• RECORDS FOR THIS TASK:
/**
 * Message REST Handlers
 *
 * HTTP handlers for channel message history and mutations.
 *
 * # Endpoints
 *
 * - GET    /api/channels/{channel_id}/messages - List history
 * - POST   /api/channels/{channel_id}/messages - Append a message
 * - PATCH  /api/channels/{channel_id}/messages/{message_id} - Edit
 * - DELETE /api/channels/{channel_id}/messages/{message_id} - Remove
 *
 * These handlers never touch the gateway. A client that mutates over
 * REST is assumed to be polling; pushing a broadcast at it as well
 * would double-deliver its own action. Socket clients get their echo
 * because they mutate through gateway events instead.
 *
 * POST accepts either a JSON body (text-only messages) or a multipart
 * body (text plus image attachments); both forms go through the same
 * mutation service.
 */
use axum::{
    extract::{FromRequest, Multipart, Path, Query, Request, State},
    http::header,
    response::{IntoResponse, Json},
};
use chrono::{DateTime, Utc};
use serde::Deserialize;

use crate::backend::error::ApiError;
use crate::backend::messages::service;
use crate::backend::messages::uploads;
use crate::backend::middleware::auth::AuthUser;
use crate::backend::server::state::AppState;
use crate::shared::messages::{
    ChatMessage, DeleteMessageResponse, SendMessageRequest, UpdateMessageRequest,
};

/// Query parameters for the history endpoint
#[derive(Debug, Deserialize)]
pub struct ListMessagesParams {
    pub limit: Option<i64>,
    pub offset: Option<i64>,
    /// Cutoff for incremental mode; milliseconds or RFC 3339
    pub after: Option<String>,
}

/// Parse the `after` query parameter
///
/// Accepts a Unix millisecond timestamp or an RFC 3339 datetime, the
/// two formats polling clients have historically sent.
fn parse_after(raw: &str) -> Result<DateTime<Utc>, ApiError> {
    if let Ok(millis) = raw.parse::<i64>() {
        return DateTime::from_timestamp_millis(millis)
            .ok_or_else(|| ApiError::validation("after timestamp out of range"));
    }

    DateTime::parse_from_rfc3339(raw)
        .map(|dt| dt.with_timezone(&Utc))
        .map_err(|_| {
            ApiError::validation("after must be a millisecond timestamp or an RFC 3339 datetime")
        })
}

/// History responses must never be cached; pollers rely on every
/// request hitting the server
fn no_cache_headers() -> [(header::HeaderName, &'static str); 3] {
    [
        (header::CACHE_CONTROL, "no-cache, no-store, must-revalidate"),
        (header::PRAGMA, "no-cache"),
        (header::EXPIRES, "0"),
    ]
}

/// List a channel's message history
///
/// Without `after`: one page, chronological, `limit`/`offset` walking
/// backwards from the newest message. With `after`: every message
/// strictly newer than the cutoff, chronological, no paging.
pub async fn list_messages(
    State(state): State<AppState>,
    AuthUser(user): AuthUser,
    Path(channel_id): Path<i64>,
    Query(params): Query<ListMessagesParams>,
) -> Result<impl IntoResponse, ApiError> {
    let pool = state.pool()?;

    let messages = match params.after.as_deref() {
        Some(raw) => {
            let after = parse_after(raw)?;
            service::list_messages_after(pool, &user, channel_id, after).await?
        }
        None => {
            service::list_messages(pool, &user, channel_id, params.limit, params.offset).await?
        }
    };

    Ok((no_cache_headers(), Json(messages)))
}

/// Append a message to a channel
///
/// Dispatches on the request content type: multipart bodies may carry
/// up to 5 images plus optional text, JSON bodies carry text only.
pub async fn create_message(
    State(state): State<AppState>,
    AuthUser(user): AuthUser,
    Path(channel_id): Path<i64>,
    request: Request,
) -> Result<Json<ChatMessage>, ApiError> {
    let pool = state.pool()?;

    // Membership is checked before the body is consumed so image
    // uploads from non-members are never written to disk
    service::ensure_channel_member(pool, channel_id, user.user_id).await?;

    let is_multipart = request
        .headers()
        .get(header::CONTENT_TYPE)
        .and_then(|v| v.to_str().ok())
        .map(|v| v.starts_with("multipart/form-data"))
        .unwrap_or(false);

    if is_multipart {
        let mut multipart = Multipart::from_request(request, &state).await.map_err(|e| {
            tracing::warn!("Rejected multipart body: {}", e);
            ApiError::validation("malformed multipart body")
        })?;

        let (content, images) = uploads::collect_multipart(&mut multipart).await?;
        service::validate_message_content(content.as_deref(), images.len())?;

        let image_urls = uploads::store_images(&state.upload_dir, &images).await?;

        let appended =
            service::append_message(pool, channel_id, &user, content.as_deref(), &image_urls)
                .await;

        match appended {
            Ok(message) => Ok(Json(message)),
            Err(err) => {
                // The row never landed, so the files are orphans
                uploads::delete_image_files(&state.upload_dir, &image_urls).await;
                Err(err)
            }
        }
    } else {
        let Json(body) = Json::<SendMessageRequest>::from_request(request, &state)
            .await
            .map_err(|e| {
                tracing::warn!("Rejected message body: {}", e);
                ApiError::validation("malformed request body")
            })?;

        let message =
            service::append_message(pool, channel_id, &user, Some(&body.content), &[]).await?;
        Ok(Json(message))
    }
}

/// Edit a message's text content
///
/// The channel path segment is routing decoration; the message is
/// located by ID and its stored channel is authoritative.
pub async fn update_message(
    State(state): State<AppState>,
    AuthUser(user): AuthUser,
    Path((_channel_id, message_id)): Path<(i64, i64)>,
    Json(request): Json<UpdateMessageRequest>,
) -> Result<Json<ChatMessage>, ApiError> {
    let pool = state.pool()?;
    let updated = service::edit_message(pool, &user, message_id, &request.content).await?;
    Ok(Json(updated))
}

/// Remove a message
pub async fn delete_message(
    State(state): State<AppState>,
    AuthUser(user): AuthUser,
    Path((_channel_id, message_id)): Path<(i64, i64)>,
) -> Result<Json<DeleteMessageResponse>, ApiError> {
    let pool = state.pool()?;
    let deleted = service::remove_message(pool, &state.upload_dir, &user, message_id).await?;
    Ok(Json(DeleteMessageResponse { id: deleted.id }))
}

• TASK TO COMPLETE:
Please repeat the entries above exactly as they read.

• RESULT FOR THIS TASK:
/**
 * Message REST Handlers
 *
 * HTTP handlers for channel message history and mutations.
 *
 * # Endpoints
 *
 * - GET    /api/channels/{channel_id}/messages - List history
 * - POST   /api/channels/{channel_id}/messages - Append a message
 * - PATCH  /api/channels/{channel_id}/messages/{message_id} - Edit
 * - DELETE /api/channels/{channel_id}/messages/{message_id} - Remove
 *
 * These handlers never touch the gateway. A client that mutates over
 * REST is assumed to be polling; pushing a broadcast at it as well
 * would double-deliver its own action. Socket clients get their echo
 * because they mutate through gateway events instead.
 *
 * POST accepts either a JSON body (text-only messages) or a multipart
 * body (text plus image attachments); both forms go through the same
 * mutation service.
 */
use axum::{
    extract::{FromRequest, Multipart, Path, Query, Request, State},
    http::header,
    response::{IntoResponse, Json},
};
use chrono::{DateTime, Utc};
use serde::Deserialize;

use crate::backend::error::ApiError;
use crate::backend::messages::service;
use crate::backend::messages::uploads;
use crate::backend::middleware::auth::AuthUser;
use crate::backend::server::state::AppState;
use crate::shared::messages::{
    ChatMessage, DeleteMessageResponse, SendMessageRequest, UpdateMessageRequest,
};

/// Query parameters for the history endpoint
#[derive(Debug, Deserialize)]
pub struct ListMessagesParams {
    pub limit: Option<i64>,
    pub offset: Option<i64>,
    /// Cutoff for incremental mode; milliseconds or RFC 3339
    pub after: Option<String>,
}

/// Parse the `after` query parameter
///
/// Accepts a Unix millisecond timestamp or an RFC 3339 datetime, the
/// two formats polling clients have historically sent.
fn parse_after(raw: &str) -> Result<DateTime<Utc>, ApiError> {
    if let Ok(millis) = raw.parse::<i64>() {
        return DateTime::from_timestamp_millis(millis)
            .ok_or_else(|| ApiError::validation("after timestamp out of range"));
    }

    DateTime::parse_from_rfc3339(raw)
        .map(|dt| dt.with_timezone(&Utc))
        .map_err(|_| {
            ApiError::validation("after must be a millisecond timestamp or an RFC 3339 datetime")
        })
}

/// History responses must never be cached; pollers rely on every
/// request hitting the server
fn no_cache_headers() -> [(header::HeaderName, &'static str); 3] {
    [
        (header::CACHE_CONTROL, "no-cache, no-store, must-revalidate"),
        (header::PRAGMA, "no-cache"),
        (header::EXPIRES, "0"),
    ]
}

/// List a channel's message history
///
/// Without `after`: one page, chronological, `limit`/`offset` walking
/// backwards from the newest message. With `after`: every message
/// strictly newer than the cutoff, chronological, no paging.
pub async fn list_messages(
    State(state): State<AppState>,
    AuthUser(user): AuthUser,
    Path(channel_id): Path<i64>,
    Query(params): Query<ListMessagesParams>,
) -> Result<impl IntoResponse, ApiError> {
    let pool = state.pool()?;

    let messages = match params.after.as_deref() {
        Some(raw) => {
            let after = parse_after(raw)?;
            service::list_messages_after(pool, &user, channel_id, after).await?
        }
        None => {
            service::list_messages(pool, &user, channel_id, params.limit, params.offset).await?
        }
    };

    Ok((no_cache_headers(), Json(messages)))
}

/// Append a message to a channel
///
/// Dispatches on the request content type: multipart bodies may carry
/// up to 5 images plus optional text, JSON bodies carry text only.
pub async fn create_message(
    State(state): State<AppState>,
    AuthUser(user): AuthUser,
    Path(channel_id): Path<i64>,
    request: Request,
) -> Result<Json<ChatMessage>, ApiError> {
    let pool = state.pool()?;

    // Membership is checked before the body is consumed so image
    // uploads from non-members are never written to disk
    service::ensure_channel_member(pool, channel_id, user.user_id).await?;

    let is_multipart = request
        .headers()
        .get(header::CONTENT_TYPE)
        .and_then(|v| v.to_str().ok())
        .map(|v| v.starts_with("multipart/form-data"))
        .unwrap_or(false);

    if is_multipart {
        let mut multipart = Multipart::from_request(request, &state).await.map_err(|e| {
            tracing::warn!("Rejected multipart body: {}", e);
            ApiError::validation("malformed multipart body")
        })?;

        let (content, images) = uploads::collect_multipart(&mut multipart).await?;
        service::validate_message_content(content.as_deref(), images.len())?;

        let image_urls = uploads::store_images(&state.upload_dir, &images).await?;

        let appended =
            service::append_message(pool, channel_id, &user, content.as_deref(), &image_urls)
                .await;

        match appended {
            Ok(message) => Ok(Json(message)),
            Err(err) => {
                // The row never landed, so the files are orphans
                uploads::delete_image_files(&state.upload_dir, &image_urls).await;
                Err(err)
            }
        }
    } else {
        let Json(body) = Json::<SendMessageRequest>::from_request(request, &state)
            .await
            .map_err(|e| {
                tracing::warn!("Rejected message body: {}", e);
                ApiError::validation("malformed request body")
            })?;

        let message =
            service::append_message(pool, channel_id, &user, Some(&body.content), &[]).await?;
        Ok(Json(message))
    }
}

/// Edit a message's text content
///
/// The channel path segment is routing decoration; the message is
/// located by ID and its stored channel is authoritative.
pub async fn update_message(
    State(state): State<AppState>,
    AuthUser(user): AuthUser,
    Path((_channel_id, message_id)): Path<(i64, i64)>,
    Json(request): Json<UpdateMessageRequest>,
) -> Result<Json<ChatMessage>, ApiError> {
    let pool = state.pool()?;
    let updated = service::edit_message(pool, &user, message_id, &request.content).await?;
    Ok(Json(updated))
}

/// Remove a message
pub async fn delete_message(
    State(state): State<AppState>,
    AuthUser(user): AuthUser,
    Path((_channel_id, message_id)): Path<(i64, i64)>,
) -> Result<Json<DeleteMessageResponse>, ApiError> {
    let pool = state.pool()?;
    let deleted = service::remove_message(pool, &state.upload_dir, &user, message_id).await?;
    Ok(Json(DeleteMessageResponse { id: deleted.id }))
}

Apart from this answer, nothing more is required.